There are two reasons for this. The first is that the other parent has often minimized or hidden the level of his or her mental illness or substance abuse from my client. Lying is endemic when these circumstances exist. While my client may think he or she understands the other parent’s issues, experience teaches me that the situation is almost always worse than my client thinks. I will want my client to have full knowledge of the other parent’s situation–which often requires substance abuse testing or psychological evaluations, and sometimes requires discovery–before we even begin negotiating.

Further, such clients have often spent years in an unhealthy co-parenting dynamic. Often they have left the child in the care of the other parent while harboring serious concerns over the child’s safety. This dynamic needs to end for the parenting chaos to end. Other times they have attempted to control the other parent’s behavior in an attempt to protect their child. These clients need to let go of their illusion of control and stop taking responsibility for the other parent’s behavior before they can achieve internal peace.
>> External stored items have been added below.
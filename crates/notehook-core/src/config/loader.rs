//! Loads a configuration directory into a mapping plus a report

use super::event_conf::{parse_event_conf, ConfigWarning};
use super::paths::{EVENT_CONF_FILE, SCRIPTS_DIR};
use crate::mapping::NoteMap;
use std::collections::BTreeMap;
use std::path::{Path, PathBuf};

/// Warnings collected while loading
#[derive(Debug, Clone, Default, PartialEq, Eq)]
pub struct ConfigReport {
    pub warnings: Vec<ConfigWarning>,
}

impl ConfigReport {
    pub fn is_clean(&self) -> bool {
        self.warnings.is_empty()
    }
}

/// One configuration directory, loaded
#[derive(Debug, Clone)]
pub struct LoadedConfig {
    pub config_dir: PathBuf,
    pub conf_file: PathBuf,
    pub scripts_dir: PathBuf,
    pub mappings: BTreeMap<u8, PathBuf>,
    pub report: ConfigReport,
}

impl LoadedConfig {
    fn empty(config_dir: &Path) -> Self {
        Self {
            config_dir: config_dir.to_path_buf(),
            conf_file: config_dir.join(EVENT_CONF_FILE),
            scripts_dir: config_dir.join(SCRIPTS_DIR),
            mappings: BTreeMap::new(),
            report: ConfigReport::default(),
        }
    }

    /// Build the routing table for the real-time side
    pub fn note_map(&self) -> NoteMap {
        NoteMap::from(&self.mappings)
    }
}

/// Load `event.conf` from `config_dir`
///
/// Never fails: a missing file yields an empty mapping with a single warning.
pub fn load_from_dir(config_dir: &Path) -> LoadedConfig {
    let mut loaded = LoadedConfig::empty(config_dir);

    if !loaded.conf_file.is_file() {
        loaded
            .report
            .warnings
            .push(ConfigWarning::MissingConfFile(loaded.conf_file.clone()));
        return loaded;
    }

    if !loaded.scripts_dir.exists() {
        loaded
            .report
            .warnings
            .push(ConfigWarning::MissingScriptsDir(loaded.scripts_dir.clone()));
    }

    let contents = match std::fs::read(&loaded.conf_file) {
        Ok(bytes) => String::from_utf8_lossy(&bytes).into_owned(),
        Err(e) => {
            loaded.report.warnings.push(ConfigWarning::Unreadable {
                path: loaded.conf_file.clone(),
                message: e.to_string(),
            });
            return loaded;
        }
    };

    let parsed = parse_event_conf(&contents, config_dir);
    loaded.mappings = parsed.mappings;
    loaded.report.warnings.extend(parsed.warnings);

    log::info!(
        "Loaded {} mapping(s) from {:?} ({} warning(s))",
        loaded.mappings.len(),
        loaded.conf_file,
        loaded.report.warnings.len()
    );
    loaded
}
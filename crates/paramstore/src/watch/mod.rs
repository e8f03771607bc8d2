//! Change detection for loaded parameters.
//!
//! A load with template parameters returns an active [`Watcher`]. Starting
//! it spawns a thread that re-runs the same load on a fixed period and
//! calls back once when the bound values drift.
//!
//! # Quick Start
//!
//! ```ignore
//! use std::sync::Arc;
//! use std::time::Duration;
//! use parking_lot::Mutex;
//!
//! let config = Arc::new(Mutex::new(Config::default()));
//! let watcher = paramstore::load_with_parameters(store, &config, &params)?;
//!
//! let handle = watcher.watch(Duration::from_secs(30), || {
//!     println!("parameters changed, reload the service");
//! })?;
//! ```
//!
//! # Architecture
//!
//! ```text
//! ┌──────────────┐  tick   ┌──────────────────┐  drift  ┌─────────────┐
//! │  crossbeam   │────────▶│  watcher thread  │────────▶│ on_changed  │
//! │    tick()    │         │ (re-load + hash) │         │  (once)     │
//! └──────────────┘         └──────────────────┘         └─────────────┘
//!                                   ▲
//!                                   │ stop
//!                            ┌─────────────┐
//!                            │ WatchHandle │
//!                            └─────────────┘
//! ```
//!
//! # Error Handling
//!
//! A failed re-check (store outage, missing key, bad value) is logged at
//! `warn` level and the watcher keeps ticking. The record may have been
//! partially re-bound by the failed attempt.

mod handle;
mod types;
mod watcher;

pub use handle::WatchHandle;
pub use types::WatchError;
pub use watcher::Watcher;
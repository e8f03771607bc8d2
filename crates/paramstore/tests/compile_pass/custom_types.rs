use std::collections::HashMap;

use paramstore::{BoxError, DecodeParameter, Parameters, custom_parameter, json_parameter};

#[derive(Default)]
struct Upper(String);

impl DecodeParameter for Upper {
    fn decode_parameter(&mut self, value: &str) -> Result<(), BoxError> {
        self.0 = value.to_uppercase();
        Ok(())
    }
}

custom_parameter!(Upper);

#[derive(Default, serde::Deserialize)]
struct Limits {
    rps: u32,
}

json_parameter!(Limits);

#[derive(Default, Parameters)]
struct Config {
    #[param("/app/region")]
    region: Upper,

    #[param("/app/limits,json")]
    limits: Limits,

    #[param("/app/labels,json")]
    labels: HashMap<String, String>,

    #[param("/app/raw,json")]
    raw: serde_json::Value,
}

fn main() {
    let config = Config::default();
    let _ = (config.region.0, config.limits.rps, config.labels, config.raw);
}
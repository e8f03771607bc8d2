//! Basic example binding a record from an in-memory store.
//!
//! # Running
//!
//! ```bash
//! cargo run --example basic
//! ```

use std::time::Duration;

use paramstore::store::MemoryStore;
use paramstore::{Loader, Parameters};
use serde::Serialize;

#[derive(Debug, Default, Parameters)]
struct Database {
    #[param("/{{.env}}/db/url")]
    url: String,

    #[param("/{{.env}}/db/password,decrypt")]
    password: String,

    #[param("/{{.env}}/db/pool")]
    pool: Option<u32>,
}

#[derive(Debug, Default, Parameters)]
struct Config {
    #[param("/{{.env}}/name")]
    name: String,

    #[param("/{{.env}}/timeout")]
    timeout: Duration,

    #[param("/{{.env}}/hosts")]
    hosts: Vec<String>,

    #[param(flatten)]
    database: Database,
}

#[derive(Serialize)]
struct Env {
    env: &'static str,
}

fn main() -> miette::Result<()> {
    let store = MemoryStore::new()
        .with("/prd/name", "billing")
        .with("/prd/timeout", "1m30s")
        .with("/prd/hosts", "a.internal,b.internal")
        .with("/prd/db/url", "postgres://db.internal/billing")
        .with_secure("/prd/db/password", "s3cr3t")
        .with("/prd/db/pool", "16");

    let mut config = Config::default();
    let fingerprint = Loader::new(&store).load_with_parameters(&mut config, &Env { env: "prd" })?;

    println!("Loaded {config:#?}");
    println!("Fingerprint: {fingerprint}");

    // A bad value reports the field and type.
    store.set("/prd/db/pool", "many");
    if let Err(err) = Loader::new(&store).load_with_parameters(&mut config, &Env { env: "prd" }) {
        println!("\n{:?}", miette::Report::new(err));
    }

    Ok(())
}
The second reason is that custody litigation should be a catalyst for a substance abusing or seriously mentally ill parent to get treatment. The six month period after the commencement of custody litigation provides telling information about the other parent’s commitment to getting healthy. For the addicts and mentally ill there is no straight path to recovery but ideally there will be substantial forward progress in that six month period. Whether there has been progress, and how much progress, should guide the other parent into what a reasonable visitation agreement might entail.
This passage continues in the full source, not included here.